Since the 1980s, a major problem with the federal guidelines has been the lack of discretion given to judges. According to the ACLU, “mandatory sentences don’t allow judges to reduce a defendant’s sentence based on any number of mitigating factors, including circumstances of the case or a person’s role, motivation, or likelihood of repeating the crime.” This leads to a system in which prosecutors essentially have more power than judges in determining how long a person will spend in prison.

“Under mandatory sentencing laws, prosecutors have control over sentencing because they have unreviewable authority to decide what charges to pursue,” says the ACLU. “This approach to sentencing is unfair.”

Judiciary Committee Chairperson Pat Leahy (D-Vt.), an outspoken critic of mandatory minimum sentencing, has made clear that the guidelines have a strong impact on young people in particular. “When you remove discretion from judges,” Leahy told PolicyMic, “you’re going to have bad mistakes. And if you’re a young person, those mistakes will never be corrected in your lifetime.”

Sen. Leahy was not the only member of the committee to sound off to PolicyMic on the subject. Senator Mike Lee (R-Utah), a Tea Party sensation, also expressed his concern about how young people are affected by the guidelines: “One could argue that, particularly if you get stacked mandatory minimums, a young person stands to forfeit a much larger percentage of one’s life, of his or her life, than an older person. So if you get those stacked sentences, it could end up taking up most of your life.”

Senate Majority Whip Dick Durbin (D-Ill.), also a member of the Judiciary Committee, echoed the sentiments of his colleagues.

“What we’re finding is we’ve established under the law, as it says, mandatory minimum sentencing that doesn’t make sense," he told PM. "There are some crimes that are committed where the judges need more latitude, particularly those that are non-violent in nature."

“And unfortunately,” he continued, "the law is written in a way that they have no latitude. People are incarcerated for decades — literally for decades — over non-violent crimes, many involving drugs…We want to try to re-balance the system and look at some of the state examples that have worked well. We’re also finding that when it comes to some of this sentencing, there are gross disparities based on race and ethnic background. [We’re] trying [our] best to give more latitude to lead toward fairer sentencing.”

When asked whether mandatory minimum sentencing disproportionately affected young people, Sen. Durbin’s answer was unequivocal.

“It does. It does, because they’re the ones most likely to come into the criminal justice system. And they make mistakes. Young people make mistakes. Some of them are very serious, and are treated seriously. But others don’t need to be incarcerated nearly as long as the law currently requires.”

Not all members of the panel agreed, however. When asked to comment on how the guidelines affect millennials, ranking committee member Chuck Grassley (R-Iowa) disagreed with the question.

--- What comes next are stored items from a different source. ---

impl<'src> Parser<'src> {
    pub(crate) fn new(tokens: Vec<Token>, source: &'src str) -> Self {
        let mut symbols = SymbolTable::new();
        seed_intrinsic_functions(&mut symbols);
        Self {
            tokens,
            pos: 0,
            events: Vec::new(),
            source,
            errors: Vec::new(),
            has_error: false,
            symbols,
        }
    }

    // ── Lookahead ──────────────────────────────────────────────────────

    /// Kind of the current significant token (trivia skipped).
    pub(crate) fn current(&self) -> SyntaxKind {
        self.nth(0)
    }

    /// Kind of the Nth significant token ahead; `EOF` past the end.
    pub(crate) fn nth(&self, n: usize) -> SyntaxKind {
        let mut pos = self.pos;
        let mut remaining = n;
        while pos < self.tokens.len() {
            let kind = self.tokens[pos].kind;
            if kind.is_trivia() {
                pos += 1;
                continue;
            }
            if remaining == 0 {
                return SyntaxKind::from(kind);
            }
            remaining -= 1;
            pos += 1;
        }
        SyntaxKind::EOF
    }

    /// Text of the current significant token.
    pub(crate) fn current_text(&self) -> &str {
        self.nth_text(0)
    }

    /// Text of the Nth significant token ahead.
    pub(crate) fn nth_text(&self, n: usize) -> &str {
        let mut pos = self.pos;
        let mut remaining = n;
        while pos < self.tokens.len() {
            if self.tokens[pos].kind.is_trivia() {
                pos += 1;
                continue;
            }
            if remaining == 0 {
                let span = &self.tokens[pos].span;
                return &self.source[span.start as usize..span.end as usize];
            }
            remaining -= 1;
            pos += 1;
        }
        ""
    }

    /// Span of the current significant token.
    pub(crate) fn current_span(&self) -> Span {
        let mut pos = self.pos;
        while pos < self.tokens.len() && self.tokens[pos].kind.is_trivia() {
            pos += 1;
        }
        if pos < self.tokens.len() {
            self.tokens[pos].span
        } else {
            let end = self.source.len() as u32;
            Span::new(end, end)
        }
    }

    pub(crate) fn at(&self, kind: SyntaxKind) -> bool {
        self.current() == kind
    }

    pub(crate) fn at_any(&self, kinds: &[SyntaxKind]) -> bool {
        kinds.contains(&self.current())
    }

    // ── Node management ────────────────────────────────────────────────

    pub(crate) fn open(&mut self) -> MarkOpened {
        let mark = MarkOpened {
            index: self.events.len(),
        };
        self.events.push(Event::Open {
            kind: SyntaxKind::TOMBSTONE,
            forward_parent: None,
        });
        mark
    }

    /// Start a node BEFORE a previously completed one, wrapping it.
    ///
    /// Uses the "forward parent" technique: the completed node's Open event
    /// is linked forward to the new event instead of physically inserting
    /// into the event list.
    pub(crate) fn open_before(&mut self, completed: MarkClosed) -> MarkOpened {
        let mark = MarkOpened {
            index: self.events.len(),
        };
        self.events.push(Event::Open {
            kind: SyntaxKind::TOMBSTONE,
            forward_parent: None,
        });
        if let Event::Open { forward_parent, .. } = &mut self.events[completed.index] {
            *forward_parent = Some(mark.index);
        }
        mark
    }

    pub(crate) fn close(&mut self, m: MarkOpened, kind: SyntaxKind) -> MarkClosed {
        if let Event::Open { kind: slot, .. } = &mut self.events[m.index] {
            *slot = kind;
        }
        self.events.push(Event::Close);
        MarkClosed { index: m.index }
    }

    // ── Token consumption ──────────────────────────────────────────────

    /// Consume the current significant token, emitting Advance events for
    /// any trivia in front of it so trivia lands in the CST.
    pub(crate) fn advance(&mut self) {
        while self.pos < self.tokens.len() && self.tokens[self.pos].kind.is_trivia() {
            self.events.push(Event::Advance);
            self.pos += 1;
        }
        if self.pos < self.tokens.len() {
            self.events.push(Event::Advance);
            self.pos += 1;
        }
    }

    /// Consume the current token wrapped in an ERROR_NODE.
    pub(crate) fn advance_with_error(&mut self, message: &str) {
        let m = self.open();
        self.error(message);
        self.advance();
        self.close(m, SyntaxKind::ERROR_NODE);
    }

    /// Consume `kind` or record an error (flag set, no token consumed).
    pub(crate) fn expect(&mut self, kind: SyntaxKind) -> bool {
        if self.at(kind) {
            self.advance();
            true
        } else {
            self.error(&format!(
                "expected {} but got {}",
                kind_name(kind),
                kind_name(self.current())
            ));
            false
        }
    }

    /// Consume `kind` if present; no error otherwise.
    pub(crate) fn eat(&mut self, kind: SyntaxKind) -> bool {
        if self.at(kind) {
            self.advance();
            true
        } else {
            false
        }
    }

    // ── Error reporting and recovery ───────────────────────────────────

    pub(crate) fn error(&mut self, message: &str) {
        let span = self.current_span();
        self.errors.push(ParseError::new(message, span));
        self.has_error = true;
    }

    pub(crate) fn has_error(&self) -> bool {
        self.has_error
    }

    /// Resynchronize after an error: skip tokens (wrapped in an ERROR_NODE)
    /// until one of `kinds` or EOF is current, then clear the error flag so
    /// parsing continues. Does nothing when no error is pending.
    pub(crate) fn recover_to(&mut self, kinds: &[SyntaxKind]) {
        if !self.has_error {
            return;
        }
        if !self.at_any(kinds) && !self.at(SyntaxKind::EOF) {
            let m = self.open();
            while !self.at_any(kinds) && !self.at(SyntaxKind::EOF) {
                self.advance();
            }
            self.close(m, SyntaxKind::ERROR_NODE);
        }
        self.has_error = false;
    }

    /// Close out a production that ends with `kind`: on the success path
    /// this is a plain `expect`; with an error pending it skips to `kind`
    /// and consumes it (the "skip to `;` and eat it" pattern).
    pub(crate) fn recover_past(&mut self, kind: SyntaxKind) {
        if self.has_error {
            self.recover_to(&[kind]);
            self.eat(kind);
        } else {
            self.expect(kind);
        }
    }

    // ── Tree building ──────────────────────────────────────────────────

    /// Replay the events into a rowan `GreenNode`, following forward-parent
    /// links so `open_before()` wrappers nest correctly.
    pub(crate) fn build_tree(mut self) -> (rowan::GreenNode, Vec<ParseError>) {
        let mut builder = rowan::GreenNodeBuilder::new();
        let mut token_pos: usize = 0;
        let mut forward_parents: Vec<(usize, SyntaxKind)> = Vec::new();

        let mut i = 0;
        while i < self.events.len() {
            match self.events[i] {
                Event::Open {
                    kind,
                    forward_parent,
                } => {
                    if forward_parent.is_some() {
                        forward_parents.clear();
                        let mut current = i;
                        loop {
                            let (fk, fp) = match self.events[current] {
                                Event::Open {
                                    kind,
                                    forward_parent,
                                } => (kind, forward_parent),
                                _ => unreachable!("forward parent must be an Open event"),
                            };
                            forward_parents.push((current, fk));
                            match fp {
                                Some(next) => current = next,
                                None => break,
                            }
                        }
                        // Tombstone the wrapper events so they are skipped
                        // when reached in order, then open outermost-first.
                        for &(fp_idx, _) in forward_parents.iter().skip(1) {
                            if let Event::Open {
                                kind, forward_parent, ..
                            } = &mut self.events[fp_idx]
                            {
                                *kind = SyntaxKind::TOMBSTONE;
                                *forward_parent = None;
                            }
                        }
                        if let Event::Open { forward_parent, .. } = &mut self.events[i] {
                            *forward_parent = None;
                        }
                        for &(_, fk) in forward_parents.iter().rev() {
                            if fk != SyntaxKind::TOMBSTONE {
                                builder.start_node(rowan::SyntaxKind(fk as u16));
                            }
                        }
                    } else if kind != SyntaxKind::TOMBSTONE {
                        builder.start_node(rowan::SyntaxKind(kind as u16));
                    }
                }
                Event::Close => {
                    builder.finish_node();
                }
                Event::Advance => {
                    if token_pos < self.tokens.len() {
                        let token = &self.tokens[token_pos];
                        let syntax_kind = SyntaxKind::from(token.kind);
                        let text =
                            &self.source[token.span.start as usize..token.span.end as usize];
                        builder.token(rowan::SyntaxKind(syntax_kind as u16), text);
                        token_pos += 1;
                    }
                }
            }
            i += 1;
        }

        (builder.finish(), self.errors)
    }
}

“I think that it would be wrong,” he stated, “to segment our society by age or by group, because you’ve got to look at the individual and the crime and make the judgment based on the individual and the crime. I wouldn’t divide it by age or anything. I’d look at the individual and the crime.”

According to the Associated Press, while no legislation has been presented in the House for consideration, "Wednesday's hearing was the first step in what supporters hope will be legislative action by the end of the year." Were this proposal to become law, it would mark a significant step towards greater equality in the American criminal justice system.